FOLHA - Como a prostituta, o trapeiro e o flâneur resumem a condição moderna para Benjamin?
BOLLE
- A prostituta é "ao mesmo tempo vendedora e mercadoria". Provocativamente, Baudelaire projeta essa mesma imagem sobre a figura do literato. O trapeiro é um homem que "recolhe tudo o que a cidade jogou fora". Ele serve de figura de identificação para o historiógrafo materialista Walter Benjamin, que quer, com sua coletânea e montagem de fragmentos, "exibir os trapos, os farrapos da metrópole". Quanto à figura do flâneur, ele é uma combinação mítica entre a condição ociosa dos aristocratas e o ócio indispensável para os estudos e a pesquisa. Ora, o autêntico flâneur já não existe mais. Benjamin evoca um caráter social que se extinguiu já em meados do século 19 e que sobrevive apenas em metamorfoses degradadas.

FOLHA - "A passagem é apenas rua lasciva do comércio". Nessa formulação, Benjamin parece amarrar Freud, Marx, Baudelaire, os frankfurtianos e o urbanismo feérico de "Aprendendo com Las Vegas" (de Roberto Venturi, Scott-Brown e Steven Izenour). O que Benjamin tem a oferecer aos tempos atuais?
BOLLE
Um método instrutivo de aprender com Benjamin é "ex negativo": discuti-lo com estudiosos que consideram que ele já não tem muito ou nada mais a oferecer ao nosso tempo. Assim podemos testar se existem, também nos textos dele, as "energias revolucionárias que se revelam nas coisas antiquadas", como ele afirma a respeito das galerias de compras do século 19.
Foram essas as energias que levaram um escritor surrealista como Louis Aragon a redescobrir nesses lugares a "mitologia da modernidade"; e foi sua obra "O Camponês de Paris" (Imago) que inspirou Benjamin a escrever as "Passagens".
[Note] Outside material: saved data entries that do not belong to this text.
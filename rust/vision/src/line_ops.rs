// This Source Code Form is subject to the terms of the Mozilla Public
// License, v. 2.0. If a copy of the MPL was not distributed with this
// file, You can obtain one at https://mozilla.org/MPL/2.0/.

//! Line segment detection on edge maps

use crate::types::Point2D;
use image::GrayImage;
use serde::{Deserialize, Serialize};
use std::f64::consts::PI;

/// Peaks examined per detection call, strongest first
const MAX_PEAKS: usize = 500;

/// Distance in pixels within which an edge point is assigned to a peak line
const RHO_BAND: f64 = 2.0;

/// Straight segment between two edge pixels
#[derive(Debug, Clone, Copy, Serialize, Deserialize, PartialEq)]
pub struct LineSegment {
    pub start: Point2D,
    pub end: Point2D,
}

impl LineSegment {
    pub fn new(start: Point2D, end: Point2D) -> Self {
        Self { start, end }
    }

    pub fn length(&self) -> f64 {
        self.start.distance_to(&self.end)
    }

    /// Absolute angle from horizontal in degrees, within [0, 180]
    pub fn angle_degrees(&self) -> f64 {
        (self.end.y - self.start.y)
            .atan2(self.end.x - self.start.x)
            .to_degrees()
            .abs()
    }

    pub fn dx(&self) -> f64 {
        (self.end.x - self.start.x).abs()
    }

    pub fn dy(&self) -> f64 {
        (self.end.y - self.start.y).abs()
    }

    pub fn min_x(&self) -> f64 {
        self.start.x.min(self.end.x)
    }

    pub fn max_x(&self) -> f64 {
        self.start.x.max(self.end.x)
    }

    pub fn min_y(&self) -> f64 {
        self.start.y.min(self.end.y)
    }

    pub fn max_y(&self) -> f64 {
        self.start.y.max(self.end.y)
    }
}

/// Detect line segments using a probabilistic Hough transform
///
/// Votes every edge pixel into a 1 px / 1 degree accumulator, then walks the
/// peaks strongest first. Each peak collects the still-unclaimed edge points
/// near its line, orders them along the line and splits them wherever two
/// consecutive points are more than `max_line_gap` apart. Pieces at least
/// `min_line_length` long become segments and claim their points.
pub fn detect_lines(
    edges: &GrayImage,
    threshold: u32,
    min_line_length: f64,
    max_line_gap: f64,
) -> Vec<LineSegment> {
    let width = edges.width();
    let height = edges.height();

    let rho_resolution = 1.0;
    let theta_resolution = PI / 180.0;
    let num_thetas = (PI / theta_resolution).round() as usize;

    let mut cos_table = Vec::with_capacity(num_thetas);
    let mut sin_table = Vec::with_capacity(num_thetas);
    for i in 0..num_thetas {
        let theta = i as f64 * theta_resolution;
        cos_table.push(theta.cos());
        sin_table.push(theta.sin());
    }

    let max_rho = (width as f64).hypot(height as f64);
    let num_rhos = (2.0 * max_rho / rho_resolution) as usize + 1;
    let rho_offset = max_rho;

    let edge_points: Vec<(i32, i32)> = edges
        .enumerate_pixels()
        .filter(|(_, _, p)| p.0[0] > 128)
        .map(|(x, y, _)| (x as i32, y as i32))
        .collect();

    if edge_points.is_empty() {
        return Vec::new();
    }

    let mut accumulator = vec![0u32; num_thetas * num_rhos];
    for &(x, y) in &edge_points {
        for theta_idx in 0..num_thetas {
            let rho = x as f64 * cos_table[theta_idx] + y as f64 * sin_table[theta_idx];
            let rho_idx = ((rho + rho_offset) / rho_resolution) as usize;
            if rho_idx < num_rhos {
                accumulator[theta_idx * num_rhos + rho_idx] += 1;
            }
        }
    }

    let mut peaks: Vec<(usize, usize, u32)> = Vec::new();
    for theta_idx in 0..num_thetas {
        for rho_idx in 0..num_rhos {
            let votes = accumulator[theta_idx * num_rhos + rho_idx];
            if votes >= threshold {
                peaks.push((theta_idx, rho_idx, votes));
            }
        }
    }

    // Stable sort keeps theta-major order among equal votes
    peaks.sort_by(|a, b| b.2.cmp(&a.2));

    let mut lines = Vec::new();
    let mut used_points = vec![false; edge_points.len()];

    for &(theta_idx, rho_idx, _votes) in peaks.iter().take(MAX_PEAKS) {
        let rho = rho_idx as f64 * rho_resolution - rho_offset;
        let cos_t = cos_table[theta_idx];
        let sin_t = sin_table[theta_idx];

        let mut line_points: Vec<(i32, i32, usize)> = Vec::new();
        for (i, &(x, y)) in edge_points.iter().enumerate() {
            if used_points[i] {
                continue;
            }
            let point_rho = x as f64 * cos_t + y as f64 * sin_t;
            if (point_rho - rho).abs() < RHO_BAND {
                line_points.push((x, y, i));
            }
        }

        if line_points.len() < 2 {
            continue;
        }

        // Order along the line direction
        line_points.sort_by(|a, b| {
            let proj_a = a.0 as f64 * (-sin_t) + a.1 as f64 * cos_t;
            let proj_b = b.0 as f64 * (-sin_t) + b.1 as f64 * cos_t;
            proj_a.total_cmp(&proj_b)
        });

        let mut segment_start = 0;
        for i in 1..=line_points.len() {
            let split = i == line_points.len() || {
                let dx = (line_points[i].0 - line_points[i - 1].0) as f64;
                let dy = (line_points[i].1 - line_points[i - 1].1) as f64;
                (dx * dx + dy * dy).sqrt() > max_line_gap
            };

            if !split {
                continue;
            }

            if i - segment_start >= 2 {
                let segment = fit_segment(&line_points[segment_start..i], cos_t, sin_t);

                if segment.length() >= min_line_length {
                    lines.push(segment);
                    for point in &line_points[segment_start..i] {
                        used_points[point.2] = true;
                    }
                }
            }
            segment_start = i;
        }
    }

    tracing::trace!(
        edge_points = edge_points.len(),
        peaks = peaks.len(),
        segments = lines.len(),
        "hough line detection"
    );

    lines
}

/// Segment through the mean offset of `points` along the normal `(cos_t, sin_t)`
///
/// `points` are ordered along the line; the first and last are projected
/// onto the fitted line to give the endpoints.
fn fit_segment(points: &[(i32, i32, usize)], cos_t: f64, sin_t: f64) -> LineSegment {
    let offset = points
        .iter()
        .map(|&(x, y, _)| x as f64 * cos_t + y as f64 * sin_t)
        .sum::<f64>()
        / points.len() as f64;

    let project = |&(x, y, _): &(i32, i32, usize)| {
        let d = x as f64 * cos_t + y as f64 * sin_t - offset;
        Point2D::new(x as f64 - d * cos_t, y as f64 - d * sin_t)
    };

    LineSegment::new(project(&points[0]), project(&points[points.len() - 1]))
}

#[derive(Debug, Clone, Copy, PartialEq, Eq)]
enum Axis {
    Horizontal,
    Vertical,
}

/// Position of an axis-aligned segment across its axis and its extent along it
#[derive(Debug, Clone, Copy)]
struct AxisSpan {
    axis: Axis,
    position: f64,
    from: f64,
    to: f64,
}

impl AxisSpan {
    fn of(line: &LineSegment, axis_tolerance: f64) -> Option<Self> {
        if line.dy() < axis_tolerance {
            Some(Self {
                axis: Axis::Horizontal,
                position: (line.start.y + line.end.y) / 2.0,
                from: line.min_x(),
                to: line.max_x(),
            })
        } else if line.dx() < axis_tolerance {
            Some(Self {
                axis: Axis::Vertical,
                position: (line.start.x + line.end.x) / 2.0,
                from: line.min_y(),
                to: line.max_y(),
            })
        } else {
            None
        }
    }

    fn segment(&self) -> LineSegment {
        match self.axis {
            Axis::Horizontal => LineSegment::new(
                Point2D::new(self.from, self.position),
                Point2D::new(self.to, self.position),
            ),
            Axis::Vertical => LineSegment::new(
                Point2D::new(self.position, self.from),
                Point2D::new(self.position, self.to),
            ),
        }
    }
}

/// Merge the parallel edges of drawn strokes into single lines
///
/// Canny traces both sides of a stroke, so a wall yields two segments a
/// few pixels apart. Horizontal or vertical segments on the same axis whose
/// positions are within `distance` of the first one in a group and whose
/// extents overlap it are replaced by one segment at their mean position
/// spanning all of them. Segments that are neither horizontal nor vertical
/// pass through unchanged.
pub fn merge_parallel_lines(
    lines: &[LineSegment],
    axis_tolerance: f64,
    distance: f64,
) -> Vec<LineSegment> {
    let spans: Vec<Option<AxisSpan>> = lines
        .iter()
        .map(|line| AxisSpan::of(line, axis_tolerance))
        .collect();
    let mut used = vec![false; lines.len()];
    let mut merged = Vec::with_capacity(lines.len());

    for i in 0..lines.len() {
        if used[i] {
            continue;
        }
        used[i] = true;

        let Some(base) = spans[i] else {
            merged.push(lines[i]);
            continue;
        };

        let mut position_sum = base.position;
        let mut count = 1usize;
        let mut from = base.from;
        let mut to = base.to;

        for j in (i + 1)..lines.len() {
            if used[j] {
                continue;
            }
            let Some(other) = spans[j] else {
                continue;
            };
            if other.axis != base.axis
                || (other.position - base.position).abs() > distance
                || other.from > base.to
                || base.from > other.to
            {
                continue;
            }

            used[j] = true;
            position_sum += other.position;
            count += 1;
            from = from.min(other.from);
            to = to.max(other.to);
        }

        merged.push(
            AxisSpan {
                axis: base.axis,
                position: position_sum / count as f64,
                from,
                to,
            }
            .segment(),
        );
    }

    tracing::trace!(
        before = lines.len(),
        after = merged.len(),
        "merged parallel lines"
    );

    merged
}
Trata-se de uma das obras historiográficas mais significativas do nosso tempo. A partir de Paris, a "capital do século 19" -especialmente suas galerias comerciais como "arquipaisagem do consumo"- é apresentada a história cotidiana da modernidade com figuras como o flâneur, a prostituta, o jogador, o colecionador e os meios de uma escrita polifônica que vai da luta de classes até a moda, a técnica e a mídia.
Este hipertexto com mais de 4.500 "passagens" constitui um dispositivo sem igual para estudar a metrópole moderna e, por extensão, as megacidades do Terceiro Mundo.